Il potenziamento della rete dei centri per l’impiego e degli asili nido sono due esempi di forte investimento strategico, in grado di far fare un salto di qualità al Paese, superando carenze sul territorio che hanno alimentato squilibri demografici e diseguaglianze sociali, vincolando verso il basso, in particolare, l’occupazione femminile e giovanile. Se finalmente le risorse sono disponibili, il successo dipenderà dalla effettiva implementazione in coerenza con le specifiche caratteristiche ed esigenze dei contesti locali. Per farlo, superando anche resistenze e sfiducia, è necessario attivare circoli virtuosi alimentati da un welfare di comunità. L’emergenza Neet, i giovani che non studiano e non lavorano, è un esempio di sfida che chiede risposte sul territorio, sia in termini di politiche attive, in grado di fare da raccordo in tutta la transizione scuola-lavoro, sia attraverso un’alleanza locale, tra istituzioni pubbliche, scuola, aziende, associazioni di giovani e famiglie.

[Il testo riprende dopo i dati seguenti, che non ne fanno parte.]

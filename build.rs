// Stamps the binary's --version output with when and from what it was built.

use std::process::Command;

fn git_commit() -> Option<String> {
    let output = Command::new("git")
        .args(["rev-parse", "--short=10", "HEAD"])
        .output()
        .ok()?;
    if !output.status.success() {
        return None;
    }
    let hash = String::from_utf8(output.stdout).ok()?;
    Some(hash.trim().to_string()).filter(|hash| !hash.is_empty())
}

fn main() {
    let built = chrono::Utc::now().format("%Y-%m-%d").to_string();
    println!("cargo:rustc-env=TUNNEL_DNS_BUILD_DATE={}", built);

    let commit = git_commit().unwrap_or_else(|| "unknown".to_string());
    println!("cargo:rustc-env=TUNNEL_DNS_GIT_HASH={}", commit);

    println!("cargo:rerun-if-changed=build.rs");
    println!("cargo:rerun-if-changed=.git/HEAD");
}
//! Demonstration sinks: echo, discard and chargen
//!
//! Toys that show the sink contract from the outside. They are what the
//! `tunnel-driver-dns` binary runs; don't expose them anywhere that matters,
//! since chargen will happily hand random data to anyone who asks.

use crate::random::{Randomness, ThreadRandomness};
use crate::sink::{Sink, SinkError};
use rand::Rng;
use std::str::FromStr;

/// Echo settings. Upcase and downcase together randomize the case of each byte.
#[derive(Debug, Clone, Copy, Default, PartialEq, Eq)]
pub struct EchoOptions {
    pub reverse: bool,
    pub upcase: bool,
    pub downcase: bool,
    pub rot13: bool,
}

/// Sends back what it receives, optionally transformed. The reply is never
/// shortened; one that doesn't fit is the driver's to reject.
pub struct EchoSink {
    options: EchoOptions,
    randomness: Box<dyn Randomness>,
}

impl EchoSink {
    pub fn new(options: EchoOptions) -> Self {
        Self::with_randomness(options, Box::new(ThreadRandomness))
    }

    pub fn with_randomness(options: EchoOptions, randomness: Box<dyn Randomness>) -> Self {
        Self { options, randomness }
    }

    fn transform(&self, data: &[u8]) -> Vec<u8> {
        let mut out = data.to_vec();

        if self.options.reverse {
            out.reverse();
        }

        match (self.options.upcase, self.options.downcase) {
            (true, true) => {
                for b in out.iter_mut() {
                    *b = if self.randomness.choose_index(2) == 0 {
                        b.to_ascii_uppercase()
                    } else {
                        b.to_ascii_lowercase()
                    };
                }
            }
            (true, false) => out.make_ascii_uppercase(),
            (false, true) => out.make_ascii_lowercase(),
            (false, false) => {}
        }

        if self.options.rot13 {
            for b in out.iter_mut() {
                *b = rot13(*b);
            }
        }

        out
    }
}

fn rot13(b: u8) -> u8 {
    match b {
        b'a'..=b'z' => (b - b'a' + 13) % 26 + b'a',
        b'A'..=b'Z' => (b - b'A' + 13) % 26 + b'A',
        _ => b,
    }
}

impl Sink for EchoSink {
    fn feed(&self, data: &[u8], max_length: usize) -> Result<Option<Vec<u8>>, SinkError> {
        log::info!("IN: {}", String::from_utf8_lossy(data));

        let out = self.transform(data);
        if out.len() > max_length {
            log::warn!("Echoing {} bytes, more than the {} that fit", out.len(), max_length);
        }

        log::info!("OUT: {}", String::from_utf8_lossy(&out));
        Ok(Some(out))
    }
}

/// What the discard sink answers with
#[derive(Debug, Clone, Copy, Default, PartialEq, Eq)]
pub enum DiscardResponse {
    /// An empty reply
    #[default]
    Blank,
    /// No reply at all
    Nil,
    /// A recoverable sink error
    Error,
    /// A bug-severity sink error
    Critical,
}

impl FromStr for DiscardResponse {
    type Err = String;

    fn from_str(s: &str) -> Result<Self, Self::Err> {
        match s.to_ascii_lowercase().as_str() {
            "blank" => Ok(DiscardResponse::Blank),
            "nil" => Ok(DiscardResponse::Nil),
            "error" => Ok(DiscardResponse::Error),
            "critical" => Ok(DiscardResponse::Critical),
            other => Err(format!(
                "The response options are 'blank', 'nil', 'error', or 'critical' (got '{}')",
                other
            )),
        }
    }
}

/// Logs what it receives and sends nothing useful back
pub struct DiscardSink {
    response: DiscardResponse,
    error_text: String,
}

impl DiscardSink {
    pub fn new(response: DiscardResponse, error_text: &str) -> Self {
        Self {
            response,
            error_text: error_text.to_string(),
        }
    }
}

impl Sink for DiscardSink {
    fn feed(&self, data: &[u8], _max_length: usize) -> Result<Option<Vec<u8>>, SinkError> {
        log::info!("IN: {}", String::from_utf8_lossy(data));

        match self.response {
            DiscardResponse::Blank => Ok(Some(Vec::new())),
            DiscardResponse::Nil => Ok(None),
            DiscardResponse::Error => Err(SinkError::Recoverable(self.error_text.clone())),
            DiscardResponse::Critical => Err(SinkError::Bug(self.error_text.clone())),
        }
    }
}

const ALPHANUMERIC: &[u8] = b"abcdefghijklmnopqrstuvwxyzABCDEFGHIJKLMNOPQRSTUVWXYZ0123456789";

/// Fills every reply to the brim with random characters
pub struct ChargenSink {
    binary: bool,
}

impl ChargenSink {
    /// With `binary`, any byte value; otherwise `[a-zA-Z0-9]`
    pub fn new(binary: bool) -> Self {
        Self { binary }
    }
}

impl Sink for ChargenSink {
    fn feed(&self, data: &[u8], max_length: usize) -> Result<Option<Vec<u8>>, SinkError> {
        log::info!("IN: {}", String::from_utf8_lossy(data));

        let mut rng = rand::thread_rng();
        let out: Vec<u8> = if self.binary {
            (0..max_length).map(|_| rng.gen::<u8>()).collect()
        } else {
            (0..max_length)
                .map(|_| ALPHANUMERIC[rng.gen_range(0..ALPHANUMERIC.len())])
                .collect()
        };

        Ok(Some(out))
    }
}
// TXT builder: the whole reply, encoded, as one character-string

use super::{check_length, double_check_length, RecordBuilder};
use crate::codec::Codec;
use crate::dns::{RData, RecordType};
use crate::TunnelError;

/// Longest single character-string
const MAX_TXT_STRING: usize = 255;

#[derive(Debug, Clone)]
pub struct TxtBuilder {
    codec: Codec,
}

impl TxtBuilder {
    pub fn new(codec: Codec) -> Self {
        Self { codec }
    }
}

impl RecordBuilder for TxtBuilder {
    fn record_type(&self) -> RecordType {
        RecordType::Txt
    }

    fn max_length(&self) -> usize {
        self.codec.max_decoded_len(MAX_TXT_STRING)
    }

    fn build(&self, data: &[u8]) -> Result<Vec<RData>, TunnelError> {
        log::debug!("TXT: encoding {} bytes", data.len());

        check_length(data, self.max_length())?;

        let records = vec![RData::Txt(self.codec.encode(data).into_bytes())];
        double_check_length(&records)?;
        Ok(records)
    }
}

#[cfg(test)]
mod tests {
    use super::*;

    #[test]
    fn test_max_length() {
        assert_eq!(TxtBuilder::new(Codec::Hex).max_length(), 127);
        assert_eq!(TxtBuilder::new(Codec::Base32).max_length(), 159);
    }

    #[test]
    fn test_build() {
        assert_eq!(
            TxtBuilder::new(Codec::Hex).build(b"TXT").unwrap(),
            vec![RData::Txt(b"545854".to_vec())]
        );
        assert_eq!(
            TxtBuilder::new(Codec::Base32).build(b"QWERTY").unwrap(),
            vec![RData::Txt(b"kflukusule".to_vec())]
        );
        assert_eq!(TxtBuilder::new(Codec::Hex).build(b"").unwrap(), vec![RData::Txt(Vec::new())]);
    }

    #[test]
    fn test_full_record_fits_one_string() {
        for codec in Codec::ALL {
            let builder = TxtBuilder::new(codec);
            let records = builder.build(&vec![0xFF; builder.max_length()]).unwrap();
            match &records[0] {
                RData::Txt(text) => assert!(text.len() <= MAX_TXT_STRING),
                other => panic!("expected TXT, got {:?}", other),
            }
            assert!(builder.build(&vec![0xFF; builder.max_length() + 1]).is_err());
        }
    }
}
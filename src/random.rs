//! Injectable randomness
//!
//! The driver makes exactly two random choices: which record type answers an
//! ANY question, and which preference an MX record carries. Both go through
//! [`Randomness`] so tests can pin them.

use rand::Rng;
use std::sync::atomic::{AtomicUsize, Ordering};

pub trait Randomness: Send + Sync {
    /// Pick an index in `0..len`. Returns 0 when `len` is 0.
    fn choose_index(&self, len: usize) -> usize;
}

/// Thread-local RNG; the default
#[derive(Debug, Default, Clone, Copy)]
pub struct ThreadRandomness;

impl Randomness for ThreadRandomness {
    fn choose_index(&self, len: usize) -> usize {
        if len == 0 {
            return 0;
        }
        rand::thread_rng().gen_range(0..len)
    }
}

/// Replays a fixed sequence of choices, cycling when it runs out.
///
/// Each value is reduced modulo the requested length.
#[derive(Debug)]
pub struct SequenceRandomness {
    values: Vec<usize>,
    next: AtomicUsize,
}

impl SequenceRandomness {
    pub fn new(values: Vec<usize>) -> Self {
        Self {
            values,
            next: AtomicUsize::new(0),
        }
    }
}

impl Randomness for SequenceRandomness {
    fn choose_index(&self, len: usize) -> usize {
        if len == 0 || self.values.is_empty() {
            return 0;
        }
        let at = self.next.fetch_add(1, Ordering::Relaxed) % self.values.len();
        self.values[at] % len
    }
}
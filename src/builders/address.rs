// A and AAAA builders
//
// The reply is prefixed with its length (one byte) and cut into blocks that
// fill an address minus one byte. That first byte is the block's sequence
// number, since resolvers are free to shuffle answers. Short final blocks are
// padded with 0xFF.

use super::{check_length, double_check_length, RecordBuilder, MAX_RR_LENGTH};
use crate::dns::{RData, RecordType};
use crate::TunnelError;
use std::net::{Ipv4Addr, Ipv6Addr};

/// The length prefix is a single byte
const MAX_PREFIXED_LENGTH: usize = u8::MAX as usize;

const PADDING: u8 = 0xFF;

#[derive(Debug, Clone, Copy, PartialEq, Eq)]
enum Family {
    V4,
    V6,
}

impl Family {
    fn address_len(self) -> usize {
        match self {
            Family::V4 => 4,
            Family::V6 => 16,
        }
    }
}

#[derive(Debug, Clone)]
pub struct AddressBuilder {
    family: Family,
}

impl AddressBuilder {
    pub fn a() -> Self {
        Self { family: Family::V4 }
    }

    pub fn aaaa() -> Self {
        Self { family: Family::V6 }
    }

    fn to_rdata(&self, octets: &[u8]) -> RData {
        match self.family {
            Family::V4 => RData::A(Ipv4Addr::new(octets[0], octets[1], octets[2], octets[3])),
            Family::V6 => {
                let mut address = [0u8; 16];
                address.copy_from_slice(octets);
                RData::Aaaa(Ipv6Addr::from(address))
            }
        }
    }
}

impl RecordBuilder for AddressBuilder {
    fn record_type(&self) -> RecordType {
        match self.family {
            Family::V4 => RecordType::A,
            Family::V6 => RecordType::Aaaa,
        }
    }

    fn max_length(&self) -> usize {
        let per_address = self.family.address_len() - 1;
        let addresses = MAX_RR_LENGTH / self.family.address_len();

        // The length prefix takes one byte of the first address
        (per_address - 1) + (addresses - 1) * per_address
    }

    fn build(&self, data: &[u8]) -> Result<Vec<RData>, TunnelError> {
        log::debug!("{}: encoding {} bytes", self.record_type(), data.len());

        check_length(data, self.max_length())?;
        check_length(data, MAX_PREFIXED_LENGTH)?;

        let mut stream = Vec::with_capacity(data.len() + 1);
        stream.push(data.len() as u8);
        stream.extend_from_slice(data);

        let per_address = self.family.address_len() - 1;
        let records: Vec<RData> = stream
            .chunks(per_address)
            .enumerate()
            .map(|(sequence, block)| {
                let mut octets = Vec::with_capacity(self.family.address_len());
                octets.push(sequence as u8);
                octets.extend_from_slice(block);
                octets.resize(self.family.address_len(), PADDING);
                self.to_rdata(&octets)
            })
            .collect();

        double_check_length(&records)?;
        Ok(records)
    }
}

#[cfg(test)]
mod tests {
    use super::*;

    fn addresses(records: &[RData]) -> Vec<String> {
        records
            .iter()
            .map(|rdata| match rdata {
                RData::A(addr) => addr.to_string(),
                RData::Aaaa(addr) => addr.to_string(),
                other => panic!("not an address: {:?}", other),
            })
            .collect()
    }

    #[test]
    fn test_max_length() {
        assert_eq!(AddressBuilder::a().max_length(), 188);
        assert_eq!(AddressBuilder::aaaa().max_length(), 224);
    }

    #[test]
    fn test_a_blank() {
        let records = AddressBuilder::a().build(b"").unwrap();
        assert_eq!(addresses(&records), vec!["0.0.255.255"]);
    }

    #[test]
    fn test_a_bytes() {
        assert_eq!(addresses(&AddressBuilder::a().build(b"B").unwrap()), vec!["0.1.66.255"]);
        assert_eq!(
            addresses(&AddressBuilder::a().build(b"BBB").unwrap()),
            vec!["0.3.66.66", "1.66.255.255"]
        );
    }

    #[test]
    fn test_a_too_long() {
        let builder = AddressBuilder::a();
        assert_eq!(builder.build(&vec![b'A'; 188]).unwrap().len(), 63);
        assert!(matches!(
            builder.build(&vec![b'A'; 189]),
            Err(TunnelError::PayloadTooLarge { length: 189, max: 188 })
        ));
    }

    #[test]
    fn test_aaaa_blank() {
        let records = AddressBuilder::aaaa().build(b"").unwrap();
        assert_eq!(addresses(&records), vec!["0:ffff:ffff:ffff:ffff:ffff:ffff:ffff"]);
    }

    #[test]
    fn test_aaaa_bytes() {
        let builder = AddressBuilder::aaaa();

        assert_eq!(
            addresses(&builder.build(b"ABCDEFGHIJKLMNOPQRSTUVWXYZ").unwrap()),
            vec![
                "1a:4142:4344:4546:4748:494a:4b4c:4d4e",
                "14f:5051:5253:5455:5657:5859:5aff:ffff",
            ]
        );
        assert_eq!(
            addresses(&builder.build(b"ABCDEFGHIJKLMNO\0\0\0\0\0\0\0\0\0\0\0").unwrap()),
            vec!["1a:4142:4344:4546:4748:494a:4b4c:4d4e", "14f::ff:ffff"]
        );
        assert_eq!(
            addresses(&builder.build(b"A").unwrap()),
            vec!["1:41ff:ffff:ffff:ffff:ffff:ffff:ffff"]
        );
        assert_eq!(
            addresses(&builder.build(&[b'A'; 14]).unwrap()),
            vec!["e:4141:4141:4141:4141:4141:4141:4141"]
        );
    }

    #[test]
    fn test_aaaa_max_length() {
        let builder = AddressBuilder::aaaa();
        let records = addresses(&builder.build(&vec![b'A'; builder.max_length()]).unwrap());

        assert_eq!(records.len(), 15);
        assert_eq!(records[0], "e0:4141:4141:4141:4141:4141:4141:4141");
        for (i, record) in records.iter().enumerate().skip(1) {
            assert_eq!(*record, format!("{:x}41:4141:4141:4141:4141:4141:4141:4141", i));
        }

        assert!(builder.build(&vec![b'A'; builder.max_length() + 1]).is_err());
    }
}
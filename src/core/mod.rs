pub mod analyzer;
pub mod graph;
pub mod scc;
pub mod symbols;

pub use analyzer::{Analysis, ArchiveAnalyzer};
pub use graph::{build_graph, DependencyGraph, GraphBuilder, Vertex};
pub use scc::strongly_connected_components;
pub use symbols::{
    Diagnostic, ObjectId, ObjectRecord, SymbolKind, SymbolRecord, SymbolTable, SymbolTableBuilder,
};
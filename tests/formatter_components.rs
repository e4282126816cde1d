use ardeps::core::{
    build_graph, strongly_connected_components, Analysis, SymbolRecord, SymbolTableBuilder,
};
use ardeps::formatters::ComponentsFormatter;

fn analyze(records: &[(&str, &str, char, &str)]) -> Analysis {
    let mut builder = SymbolTableBuilder::new();
    for &(archive, object, code, name) in records {
        builder
            .add_record(&SymbolRecord::new(archive, object, code, name))
            .unwrap();
    }
    let table = builder.build();
    let graph = build_graph(&table, false);
    let components = strongly_connected_components(&graph);
    Analysis {
        table,
        graph,
        components,
    }
}

#[test]
fn one_line_per_component_in_emission_order() {
    let analysis = analyze(&[
        ("lib.a", "a.o", 'T', "foo"),
        ("lib.a", "b.o", 'U', "foo"),
    ]);
    let out = ComponentsFormatter::new().format(&analysis);
    assert_eq!(out, "lib.a(a.o)\nlib.a(b.o)\n");
}

#[test]
fn cyclic_members_share_a_line_sorted() {
    let analysis = analyze(&[
        ("lib.a", "b.o", 'T', "from_b"),
        ("lib.a", "b.o", 'U', "from_a"),
        ("lib.a", "a.o", 'T', "from_a"),
        ("lib.a", "a.o", 'U', "from_b"),
    ]);
    let out = ComponentsFormatter::new().format(&analysis);
    assert_eq!(out, "lib.a(a.o) lib.a(b.o)\n");
}

#[test]
fn format_to_file_round_trips() {
    let analysis = analyze(&[("lib.a", "a.o", 'T', "foo")]);
    let tmp = tempfile::NamedTempFile::new().unwrap();
    ComponentsFormatter::new()
        .format_to_file(&analysis, tmp.path())
        .unwrap();
    let written = std::fs::read_to_string(tmp.path()).unwrap();
    assert_eq!(written, "lib.a(a.o)\n");
}

#[test]
fn output_is_byte_identical_across_runs() {
    let records = [
        ("libz.a", "z.o", 'T', "zeta"),
        ("liba.a", "a.o", 'U', "zeta"),
        ("liba.a", "a.o", 'T', "alpha"),
        ("libz.a", "z.o", 'U', "alpha"),
    ];
    let first = ComponentsFormatter::new().format(&analyze(&records));
    let second = ComponentsFormatter::new().format(&analyze(&records));
    assert_eq!(first, second);
}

Sul fronte dei nidi, non basta costruirne di nuovi con finanziamenti che arrivano dall’alto. Devono essere utili e funzionali, con modalità in grado di favorire un circuito virtuoso tra domanda e offerta. La presenza dei servizi per l’infanzia è condizione necessaria ma non sufficiente, per una ripresa delle nascite. Serve un contesto più ampio favorevole. Non a caso, l’indicatore di sintesi sui bambini è quello che maggiormente discrimina tra Nord e Sud. Va, inoltre, osservato che il numero medio di figli per donna risulta maggiore a Trento che ad Aosta. La prima provincia mantiene una posizione elevata – la settima – sia nella dimensione dei bambini che in quella dei giovani, mentre Aosta passa rispettivamente dalla prima alla 37esima. La fascia dei giovani ha una rilevanza cruciale, perché se le nuove generazioni non trovano un contesto attrattivo dove si può coniugare lavoro, abitare e scelte di vita, il loro contributo allo sviluppo vitale del territorio rimane debole. L’indicatore più sensibile sulla presenza di queste condizioni è la natalità. Bolzano e Trento occupano le posizioni più elevate per numero medio di figli, mentre Aosta scivola nella seconda metà della classifica per le difficoltà a essere attrattiva pur avendo molte potenzialità, come mostra una recente ricerca commissionata dalla Regione.

Anche le grandi città si trovano con una natalità bassa che si correla a livelli bassi sul versante giovani. In questo caso non per mancanza di attrattività legata alle opportunità di lavoro, ma a tutti gli altri aspetti. Pesa il costo degli affitti, ma anche un livello di servizi che fatica a stare al passo con la complessità dell’organizzazione dei tempi di vita e lavoro dei centri metropolitani, dove più alta è anche al qualità attesa. Gli stessi contesti che presentano condizioni migliori per gli anziani, senza un rinnovo generazionale solido e di qualità sono destinati a veder aumentare nel tempo l’invecchiamento demografico con crescente difficoltà a garantire servizi di qualità per tutti.

Nel complesso, si conferma un ritratto con ampia variabilità, non scontato, sia in positivo che in negativo. Tranne pochi casi è difficile trovare province posizionate sempre in cima rispetto a tutte le tre fasce d’età e province sempre in fondo. Anche Messina, che non va mai sopra il 75esimo posto, sui giovani fa meglio di Milano e Roma. Nel recente libro Città Italia di Roberto Bernabò, che delinea «i nodi chiave di un’Agenda urbana per il governo della provincia italiana», un focus è proprio dedicato a Messina e agli interessanti segnali di vitalità sociale che sta esprimendo.

La classifica del Sole 24 Ore non deve, quindi, né rassicurare né portare a rassegnazione. Ogni territorio combina elementi di forza assieme a limiti e fragilità. È necessario sia prendere consapevolezza dei primi sia assumere un impegno responsabile verso i secondi, cogliendo l’occasione dei fondi del Pnrr per avviare processi di sostanziale miglioramento. Se finora la mancanza di risorse è stata per i Comuni un alibi, non utilizzare virtuosamente i finanziamenti rischia di diventare una colpa che condanna a un futuro di basso sviluppo e marginalità.